_DATA EXTRACT:_
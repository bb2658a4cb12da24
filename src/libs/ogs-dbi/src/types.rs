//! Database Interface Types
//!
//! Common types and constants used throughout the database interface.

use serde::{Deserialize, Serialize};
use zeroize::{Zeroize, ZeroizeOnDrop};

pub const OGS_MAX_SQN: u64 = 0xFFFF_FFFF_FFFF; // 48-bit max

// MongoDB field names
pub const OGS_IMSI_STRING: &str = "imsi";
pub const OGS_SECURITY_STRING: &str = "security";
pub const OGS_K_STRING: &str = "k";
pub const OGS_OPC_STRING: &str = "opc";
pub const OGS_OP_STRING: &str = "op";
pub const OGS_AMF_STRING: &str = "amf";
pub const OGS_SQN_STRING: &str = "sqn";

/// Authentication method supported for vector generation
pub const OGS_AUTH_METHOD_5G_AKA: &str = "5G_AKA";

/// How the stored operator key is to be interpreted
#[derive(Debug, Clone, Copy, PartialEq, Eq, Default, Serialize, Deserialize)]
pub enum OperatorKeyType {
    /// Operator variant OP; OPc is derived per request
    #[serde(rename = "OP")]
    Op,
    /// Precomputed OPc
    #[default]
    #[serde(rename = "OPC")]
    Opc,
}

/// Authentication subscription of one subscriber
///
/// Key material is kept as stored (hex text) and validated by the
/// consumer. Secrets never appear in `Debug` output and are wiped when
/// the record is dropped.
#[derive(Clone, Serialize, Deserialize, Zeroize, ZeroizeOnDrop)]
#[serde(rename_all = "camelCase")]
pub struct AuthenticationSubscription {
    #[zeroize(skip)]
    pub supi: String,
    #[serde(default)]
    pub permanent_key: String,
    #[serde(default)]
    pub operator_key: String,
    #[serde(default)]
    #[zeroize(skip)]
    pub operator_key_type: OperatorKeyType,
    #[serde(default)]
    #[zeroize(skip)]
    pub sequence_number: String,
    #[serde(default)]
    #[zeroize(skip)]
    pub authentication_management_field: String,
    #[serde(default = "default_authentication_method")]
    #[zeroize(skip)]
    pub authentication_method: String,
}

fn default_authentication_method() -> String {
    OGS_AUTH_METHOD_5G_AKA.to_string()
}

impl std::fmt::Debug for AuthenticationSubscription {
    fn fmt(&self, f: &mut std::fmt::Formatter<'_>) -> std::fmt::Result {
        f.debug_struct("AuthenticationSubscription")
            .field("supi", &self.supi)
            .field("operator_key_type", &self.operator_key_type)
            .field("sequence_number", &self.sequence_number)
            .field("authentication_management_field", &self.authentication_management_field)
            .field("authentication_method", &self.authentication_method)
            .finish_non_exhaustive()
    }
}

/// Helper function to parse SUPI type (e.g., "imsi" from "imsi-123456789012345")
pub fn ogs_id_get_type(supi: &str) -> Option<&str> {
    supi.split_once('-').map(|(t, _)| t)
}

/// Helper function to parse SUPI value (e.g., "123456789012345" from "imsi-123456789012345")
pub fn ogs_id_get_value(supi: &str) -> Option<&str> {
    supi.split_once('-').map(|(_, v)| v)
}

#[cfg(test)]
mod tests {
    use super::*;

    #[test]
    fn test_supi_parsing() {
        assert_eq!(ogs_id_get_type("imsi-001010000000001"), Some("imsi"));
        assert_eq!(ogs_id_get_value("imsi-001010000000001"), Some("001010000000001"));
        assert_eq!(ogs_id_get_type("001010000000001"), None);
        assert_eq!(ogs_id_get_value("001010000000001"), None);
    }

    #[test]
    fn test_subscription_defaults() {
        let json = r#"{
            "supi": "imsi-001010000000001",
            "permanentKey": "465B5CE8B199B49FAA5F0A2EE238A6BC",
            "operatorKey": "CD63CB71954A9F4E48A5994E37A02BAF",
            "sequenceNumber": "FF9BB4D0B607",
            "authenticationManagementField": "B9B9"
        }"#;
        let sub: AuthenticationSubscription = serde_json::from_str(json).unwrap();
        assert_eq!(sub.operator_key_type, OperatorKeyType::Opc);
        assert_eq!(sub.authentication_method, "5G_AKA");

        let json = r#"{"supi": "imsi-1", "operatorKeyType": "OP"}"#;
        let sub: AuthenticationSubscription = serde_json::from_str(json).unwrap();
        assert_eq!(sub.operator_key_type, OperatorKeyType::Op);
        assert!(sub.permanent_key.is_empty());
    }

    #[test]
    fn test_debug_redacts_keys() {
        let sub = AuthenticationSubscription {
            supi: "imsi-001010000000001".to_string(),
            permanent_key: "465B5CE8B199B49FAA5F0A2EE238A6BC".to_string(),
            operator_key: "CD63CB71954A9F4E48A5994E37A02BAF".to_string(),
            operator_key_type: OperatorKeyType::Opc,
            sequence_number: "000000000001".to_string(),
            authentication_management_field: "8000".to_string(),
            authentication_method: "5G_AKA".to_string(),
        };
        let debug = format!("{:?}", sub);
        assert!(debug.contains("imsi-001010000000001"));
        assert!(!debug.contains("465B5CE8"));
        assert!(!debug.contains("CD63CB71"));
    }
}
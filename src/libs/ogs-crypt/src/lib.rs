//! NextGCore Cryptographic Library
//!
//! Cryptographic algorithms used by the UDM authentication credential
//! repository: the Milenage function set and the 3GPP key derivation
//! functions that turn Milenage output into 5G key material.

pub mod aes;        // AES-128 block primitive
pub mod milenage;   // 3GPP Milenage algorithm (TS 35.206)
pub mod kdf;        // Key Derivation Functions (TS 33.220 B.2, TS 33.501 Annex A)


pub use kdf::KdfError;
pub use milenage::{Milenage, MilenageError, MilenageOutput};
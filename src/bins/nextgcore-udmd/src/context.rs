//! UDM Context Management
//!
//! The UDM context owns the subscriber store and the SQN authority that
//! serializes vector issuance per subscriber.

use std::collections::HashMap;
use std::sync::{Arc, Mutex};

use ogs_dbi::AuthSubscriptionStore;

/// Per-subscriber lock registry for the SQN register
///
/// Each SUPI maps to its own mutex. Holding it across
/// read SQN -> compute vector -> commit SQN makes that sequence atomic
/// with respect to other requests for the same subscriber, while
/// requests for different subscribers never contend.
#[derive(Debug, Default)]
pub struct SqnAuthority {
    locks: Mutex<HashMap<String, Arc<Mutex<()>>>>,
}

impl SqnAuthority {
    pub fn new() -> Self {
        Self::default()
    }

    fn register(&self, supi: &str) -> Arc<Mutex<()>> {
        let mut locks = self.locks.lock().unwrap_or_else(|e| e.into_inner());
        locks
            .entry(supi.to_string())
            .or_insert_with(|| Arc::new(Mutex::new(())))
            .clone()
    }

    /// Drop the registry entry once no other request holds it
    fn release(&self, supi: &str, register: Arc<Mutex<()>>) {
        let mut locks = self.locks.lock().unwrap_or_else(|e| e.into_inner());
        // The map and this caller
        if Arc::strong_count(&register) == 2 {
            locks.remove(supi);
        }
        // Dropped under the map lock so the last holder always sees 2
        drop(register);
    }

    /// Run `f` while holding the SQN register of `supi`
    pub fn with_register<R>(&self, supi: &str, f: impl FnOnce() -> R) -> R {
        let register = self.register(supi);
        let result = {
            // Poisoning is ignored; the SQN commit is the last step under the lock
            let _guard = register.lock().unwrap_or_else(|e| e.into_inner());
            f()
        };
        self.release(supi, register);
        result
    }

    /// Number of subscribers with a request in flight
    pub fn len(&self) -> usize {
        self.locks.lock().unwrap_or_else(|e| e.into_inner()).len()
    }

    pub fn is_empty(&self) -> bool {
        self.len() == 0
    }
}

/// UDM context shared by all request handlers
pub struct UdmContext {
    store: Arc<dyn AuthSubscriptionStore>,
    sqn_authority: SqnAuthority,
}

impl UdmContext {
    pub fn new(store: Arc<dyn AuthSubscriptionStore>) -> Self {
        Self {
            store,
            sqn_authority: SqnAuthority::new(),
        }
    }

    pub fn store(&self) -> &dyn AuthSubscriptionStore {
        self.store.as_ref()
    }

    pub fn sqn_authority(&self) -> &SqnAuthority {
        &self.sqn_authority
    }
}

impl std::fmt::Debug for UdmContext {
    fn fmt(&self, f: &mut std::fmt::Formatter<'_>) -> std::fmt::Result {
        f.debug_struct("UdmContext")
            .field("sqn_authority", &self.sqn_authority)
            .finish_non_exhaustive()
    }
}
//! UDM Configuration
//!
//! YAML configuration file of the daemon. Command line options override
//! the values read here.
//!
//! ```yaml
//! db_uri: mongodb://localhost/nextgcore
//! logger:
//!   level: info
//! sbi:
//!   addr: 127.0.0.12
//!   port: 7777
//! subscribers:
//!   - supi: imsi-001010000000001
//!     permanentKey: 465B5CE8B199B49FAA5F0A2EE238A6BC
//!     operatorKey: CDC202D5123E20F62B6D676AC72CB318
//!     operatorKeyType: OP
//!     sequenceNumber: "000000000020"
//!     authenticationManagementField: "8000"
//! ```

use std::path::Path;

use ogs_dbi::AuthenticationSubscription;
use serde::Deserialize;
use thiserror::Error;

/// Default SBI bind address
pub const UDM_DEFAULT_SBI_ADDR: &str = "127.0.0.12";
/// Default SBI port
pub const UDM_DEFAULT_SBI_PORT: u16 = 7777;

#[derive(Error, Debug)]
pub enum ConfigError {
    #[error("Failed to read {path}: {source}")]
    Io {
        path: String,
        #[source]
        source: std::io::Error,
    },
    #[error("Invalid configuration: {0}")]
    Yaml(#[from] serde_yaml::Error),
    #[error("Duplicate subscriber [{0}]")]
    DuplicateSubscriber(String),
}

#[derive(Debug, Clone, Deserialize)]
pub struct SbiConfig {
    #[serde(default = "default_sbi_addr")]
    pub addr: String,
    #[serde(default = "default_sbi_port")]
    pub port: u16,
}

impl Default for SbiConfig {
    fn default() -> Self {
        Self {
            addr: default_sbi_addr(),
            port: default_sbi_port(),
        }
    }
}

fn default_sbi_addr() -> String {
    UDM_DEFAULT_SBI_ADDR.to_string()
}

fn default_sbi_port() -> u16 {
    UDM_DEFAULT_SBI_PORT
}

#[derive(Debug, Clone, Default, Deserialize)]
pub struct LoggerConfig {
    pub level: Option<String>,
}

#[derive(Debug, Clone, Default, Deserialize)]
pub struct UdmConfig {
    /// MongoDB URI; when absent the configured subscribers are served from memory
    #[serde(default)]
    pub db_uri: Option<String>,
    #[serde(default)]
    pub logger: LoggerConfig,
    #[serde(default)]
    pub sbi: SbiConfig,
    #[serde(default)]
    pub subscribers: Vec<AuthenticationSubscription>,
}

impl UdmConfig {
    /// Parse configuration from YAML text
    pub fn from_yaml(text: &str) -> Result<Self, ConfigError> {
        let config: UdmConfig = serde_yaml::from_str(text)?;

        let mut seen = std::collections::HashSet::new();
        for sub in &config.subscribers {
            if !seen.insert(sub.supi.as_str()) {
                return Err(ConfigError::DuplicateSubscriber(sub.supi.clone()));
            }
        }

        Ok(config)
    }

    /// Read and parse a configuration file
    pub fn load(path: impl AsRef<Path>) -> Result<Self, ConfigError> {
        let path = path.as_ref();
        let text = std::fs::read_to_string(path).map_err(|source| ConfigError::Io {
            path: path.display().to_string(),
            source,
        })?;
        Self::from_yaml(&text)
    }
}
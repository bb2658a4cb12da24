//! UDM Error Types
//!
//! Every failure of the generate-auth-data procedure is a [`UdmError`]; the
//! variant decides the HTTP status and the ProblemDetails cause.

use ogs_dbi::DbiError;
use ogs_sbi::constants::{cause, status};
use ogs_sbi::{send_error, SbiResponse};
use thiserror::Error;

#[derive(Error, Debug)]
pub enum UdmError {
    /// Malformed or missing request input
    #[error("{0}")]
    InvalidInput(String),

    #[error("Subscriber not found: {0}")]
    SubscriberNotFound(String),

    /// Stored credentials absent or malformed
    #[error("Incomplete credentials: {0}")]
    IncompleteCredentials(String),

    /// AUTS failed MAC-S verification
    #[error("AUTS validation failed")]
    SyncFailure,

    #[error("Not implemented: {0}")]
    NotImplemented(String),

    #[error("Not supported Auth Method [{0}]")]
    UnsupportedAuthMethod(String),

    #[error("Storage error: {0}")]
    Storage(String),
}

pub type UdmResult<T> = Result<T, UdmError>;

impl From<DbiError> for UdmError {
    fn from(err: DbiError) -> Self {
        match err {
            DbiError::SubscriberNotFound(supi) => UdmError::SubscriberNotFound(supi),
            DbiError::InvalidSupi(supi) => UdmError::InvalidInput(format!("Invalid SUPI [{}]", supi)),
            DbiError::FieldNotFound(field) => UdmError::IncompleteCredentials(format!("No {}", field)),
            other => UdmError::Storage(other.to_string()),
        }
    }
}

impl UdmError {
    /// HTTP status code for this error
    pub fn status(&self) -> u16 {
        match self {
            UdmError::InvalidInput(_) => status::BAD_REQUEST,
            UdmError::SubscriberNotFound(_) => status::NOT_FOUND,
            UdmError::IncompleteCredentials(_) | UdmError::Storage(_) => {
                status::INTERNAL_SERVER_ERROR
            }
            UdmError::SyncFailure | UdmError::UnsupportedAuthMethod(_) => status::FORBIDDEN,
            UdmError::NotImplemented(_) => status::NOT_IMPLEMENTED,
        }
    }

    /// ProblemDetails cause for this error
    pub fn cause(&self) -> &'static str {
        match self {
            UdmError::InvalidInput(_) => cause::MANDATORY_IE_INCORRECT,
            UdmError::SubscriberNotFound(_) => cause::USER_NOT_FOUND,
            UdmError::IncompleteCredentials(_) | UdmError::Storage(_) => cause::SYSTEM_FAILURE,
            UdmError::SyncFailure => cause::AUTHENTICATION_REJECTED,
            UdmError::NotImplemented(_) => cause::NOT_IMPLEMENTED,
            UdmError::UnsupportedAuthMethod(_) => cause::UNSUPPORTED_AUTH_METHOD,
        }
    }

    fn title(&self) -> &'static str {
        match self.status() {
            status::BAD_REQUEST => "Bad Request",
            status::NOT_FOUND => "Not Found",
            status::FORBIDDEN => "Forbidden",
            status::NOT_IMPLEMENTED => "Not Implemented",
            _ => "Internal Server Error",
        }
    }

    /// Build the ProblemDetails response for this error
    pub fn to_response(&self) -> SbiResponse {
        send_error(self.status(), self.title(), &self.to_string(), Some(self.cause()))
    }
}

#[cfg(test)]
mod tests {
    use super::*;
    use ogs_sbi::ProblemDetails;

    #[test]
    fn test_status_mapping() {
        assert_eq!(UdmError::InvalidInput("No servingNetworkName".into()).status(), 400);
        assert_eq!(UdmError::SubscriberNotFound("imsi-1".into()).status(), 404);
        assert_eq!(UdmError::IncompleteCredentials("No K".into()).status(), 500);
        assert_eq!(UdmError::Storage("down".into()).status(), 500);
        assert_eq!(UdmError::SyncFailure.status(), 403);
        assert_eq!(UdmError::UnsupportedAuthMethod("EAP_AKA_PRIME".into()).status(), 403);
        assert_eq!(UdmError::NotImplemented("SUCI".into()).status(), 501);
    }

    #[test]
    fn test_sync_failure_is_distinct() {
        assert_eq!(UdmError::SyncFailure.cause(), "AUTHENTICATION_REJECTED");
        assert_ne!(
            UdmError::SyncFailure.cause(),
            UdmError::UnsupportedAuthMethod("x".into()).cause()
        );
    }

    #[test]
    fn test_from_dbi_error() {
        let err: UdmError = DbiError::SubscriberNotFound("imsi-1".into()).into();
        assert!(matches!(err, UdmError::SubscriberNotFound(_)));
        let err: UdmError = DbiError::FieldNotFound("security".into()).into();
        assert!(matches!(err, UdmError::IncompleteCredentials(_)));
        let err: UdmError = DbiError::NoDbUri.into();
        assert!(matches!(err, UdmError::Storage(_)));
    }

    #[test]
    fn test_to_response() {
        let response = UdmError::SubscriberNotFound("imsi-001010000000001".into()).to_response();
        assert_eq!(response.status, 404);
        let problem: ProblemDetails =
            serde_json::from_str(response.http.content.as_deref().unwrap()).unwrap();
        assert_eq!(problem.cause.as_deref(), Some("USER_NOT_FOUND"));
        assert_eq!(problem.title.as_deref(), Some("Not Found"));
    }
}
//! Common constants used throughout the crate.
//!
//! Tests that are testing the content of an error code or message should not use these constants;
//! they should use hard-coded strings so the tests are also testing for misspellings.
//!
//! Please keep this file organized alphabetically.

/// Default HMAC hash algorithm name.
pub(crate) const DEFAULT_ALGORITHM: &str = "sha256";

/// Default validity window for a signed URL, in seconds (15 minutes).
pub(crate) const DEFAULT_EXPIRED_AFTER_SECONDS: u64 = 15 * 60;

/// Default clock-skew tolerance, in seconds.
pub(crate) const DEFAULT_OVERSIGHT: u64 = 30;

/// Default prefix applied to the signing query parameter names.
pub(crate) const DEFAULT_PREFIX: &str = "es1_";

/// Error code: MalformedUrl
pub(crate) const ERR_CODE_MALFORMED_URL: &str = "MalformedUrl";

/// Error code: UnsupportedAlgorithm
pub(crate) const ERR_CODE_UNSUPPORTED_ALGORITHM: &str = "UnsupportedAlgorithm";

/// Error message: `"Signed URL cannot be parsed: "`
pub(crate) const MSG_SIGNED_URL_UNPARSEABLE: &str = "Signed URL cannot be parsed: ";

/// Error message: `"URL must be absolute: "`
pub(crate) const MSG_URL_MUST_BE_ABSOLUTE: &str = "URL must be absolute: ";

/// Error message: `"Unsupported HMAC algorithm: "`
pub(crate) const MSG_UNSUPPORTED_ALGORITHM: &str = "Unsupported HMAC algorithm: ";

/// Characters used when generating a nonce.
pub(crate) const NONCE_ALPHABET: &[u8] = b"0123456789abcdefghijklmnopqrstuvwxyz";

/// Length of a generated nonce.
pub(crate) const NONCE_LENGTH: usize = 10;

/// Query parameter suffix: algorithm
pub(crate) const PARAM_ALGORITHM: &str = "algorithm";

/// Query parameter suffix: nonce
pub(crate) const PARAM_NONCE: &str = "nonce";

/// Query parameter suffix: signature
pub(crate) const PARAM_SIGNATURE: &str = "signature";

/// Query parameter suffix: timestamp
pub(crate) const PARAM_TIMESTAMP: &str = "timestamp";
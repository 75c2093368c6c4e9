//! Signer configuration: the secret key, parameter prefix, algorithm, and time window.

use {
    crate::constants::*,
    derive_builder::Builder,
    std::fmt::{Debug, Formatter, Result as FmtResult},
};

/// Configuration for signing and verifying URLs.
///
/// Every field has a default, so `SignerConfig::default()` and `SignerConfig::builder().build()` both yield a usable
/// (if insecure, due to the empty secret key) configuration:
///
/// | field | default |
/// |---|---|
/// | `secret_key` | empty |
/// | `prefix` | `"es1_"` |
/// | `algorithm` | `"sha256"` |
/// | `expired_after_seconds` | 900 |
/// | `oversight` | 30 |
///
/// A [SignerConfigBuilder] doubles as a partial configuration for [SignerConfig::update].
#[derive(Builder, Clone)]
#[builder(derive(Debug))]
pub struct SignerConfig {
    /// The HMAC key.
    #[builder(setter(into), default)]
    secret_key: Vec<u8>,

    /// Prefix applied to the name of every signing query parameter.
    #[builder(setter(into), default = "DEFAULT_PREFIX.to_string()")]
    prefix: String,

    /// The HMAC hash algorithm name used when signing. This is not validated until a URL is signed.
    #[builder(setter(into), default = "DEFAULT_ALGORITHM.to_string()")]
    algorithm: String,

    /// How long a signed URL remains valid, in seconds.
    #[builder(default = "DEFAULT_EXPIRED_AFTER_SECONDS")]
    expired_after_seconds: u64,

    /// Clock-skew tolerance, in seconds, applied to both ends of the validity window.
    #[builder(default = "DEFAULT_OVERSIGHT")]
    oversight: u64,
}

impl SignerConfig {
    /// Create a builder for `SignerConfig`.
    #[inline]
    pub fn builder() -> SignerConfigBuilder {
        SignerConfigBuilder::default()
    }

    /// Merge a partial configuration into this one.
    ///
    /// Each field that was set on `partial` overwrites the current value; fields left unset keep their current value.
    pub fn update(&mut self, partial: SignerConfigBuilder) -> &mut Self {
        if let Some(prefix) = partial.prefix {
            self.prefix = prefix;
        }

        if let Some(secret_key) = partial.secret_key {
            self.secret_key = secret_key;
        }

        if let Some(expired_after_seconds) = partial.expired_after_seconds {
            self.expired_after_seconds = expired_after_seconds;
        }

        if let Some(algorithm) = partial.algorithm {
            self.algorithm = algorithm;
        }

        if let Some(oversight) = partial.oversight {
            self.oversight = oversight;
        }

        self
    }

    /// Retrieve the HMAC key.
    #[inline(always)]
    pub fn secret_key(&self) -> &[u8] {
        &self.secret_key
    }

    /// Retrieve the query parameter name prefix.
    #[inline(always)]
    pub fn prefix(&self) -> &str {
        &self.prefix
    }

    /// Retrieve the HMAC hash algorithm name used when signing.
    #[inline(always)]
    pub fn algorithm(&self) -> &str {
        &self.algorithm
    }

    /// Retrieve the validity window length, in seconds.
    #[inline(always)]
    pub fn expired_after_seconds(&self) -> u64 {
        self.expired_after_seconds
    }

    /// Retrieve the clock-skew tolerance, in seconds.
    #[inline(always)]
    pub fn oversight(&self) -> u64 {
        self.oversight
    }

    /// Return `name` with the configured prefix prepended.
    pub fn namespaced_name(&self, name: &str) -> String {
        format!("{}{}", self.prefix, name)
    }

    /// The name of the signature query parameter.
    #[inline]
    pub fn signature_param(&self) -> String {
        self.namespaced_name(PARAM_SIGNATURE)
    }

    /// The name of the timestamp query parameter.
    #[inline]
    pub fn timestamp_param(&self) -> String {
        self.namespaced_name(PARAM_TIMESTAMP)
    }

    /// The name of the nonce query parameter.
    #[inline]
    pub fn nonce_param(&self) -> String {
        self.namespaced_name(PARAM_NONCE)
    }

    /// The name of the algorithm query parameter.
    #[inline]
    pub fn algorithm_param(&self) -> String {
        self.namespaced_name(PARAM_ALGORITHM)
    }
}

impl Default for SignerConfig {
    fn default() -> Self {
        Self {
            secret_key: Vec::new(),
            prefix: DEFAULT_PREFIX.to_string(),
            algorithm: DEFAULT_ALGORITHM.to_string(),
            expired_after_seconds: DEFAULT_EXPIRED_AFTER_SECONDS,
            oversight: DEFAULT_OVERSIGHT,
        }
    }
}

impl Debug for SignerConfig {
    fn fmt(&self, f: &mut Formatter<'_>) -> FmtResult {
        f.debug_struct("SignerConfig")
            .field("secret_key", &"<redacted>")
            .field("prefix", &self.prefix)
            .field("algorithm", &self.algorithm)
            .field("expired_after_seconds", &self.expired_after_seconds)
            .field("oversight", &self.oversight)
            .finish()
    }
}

_YOUR TASK:_ Only the lines above starting at the one containing "throughout the crate." and ending at the one containing "pub(crate) const DEFAULT_PREFIX: &str", both included, are to be returned, exactly as they read.

_ANSWER TO THIS TASK:_
//! Common constants used throughout the crate.
//!
//! Tests that are testing the content of an error code or message should not use these constants;
//! they should use hard-coded strings so the tests are also testing for misspellings.
//!
//! Please keep this file organized alphabetically.

/// Default HMAC hash algorithm name.
pub(crate) const DEFAULT_ALGORITHM: &str = "sha256";

/// Default validity window for a signed URL, in seconds (15 minutes).
pub(crate) const DEFAULT_EXPIRED_AFTER_SECONDS: u64 = 15 * 60;

/// Default clock-skew tolerance, in seconds.
pub(crate) const DEFAULT_OVERSIGHT: u64 = 30;

/// Default prefix applied to the signing query parameter names.
pub(crate) const DEFAULT_PREFIX: &str = "es1_";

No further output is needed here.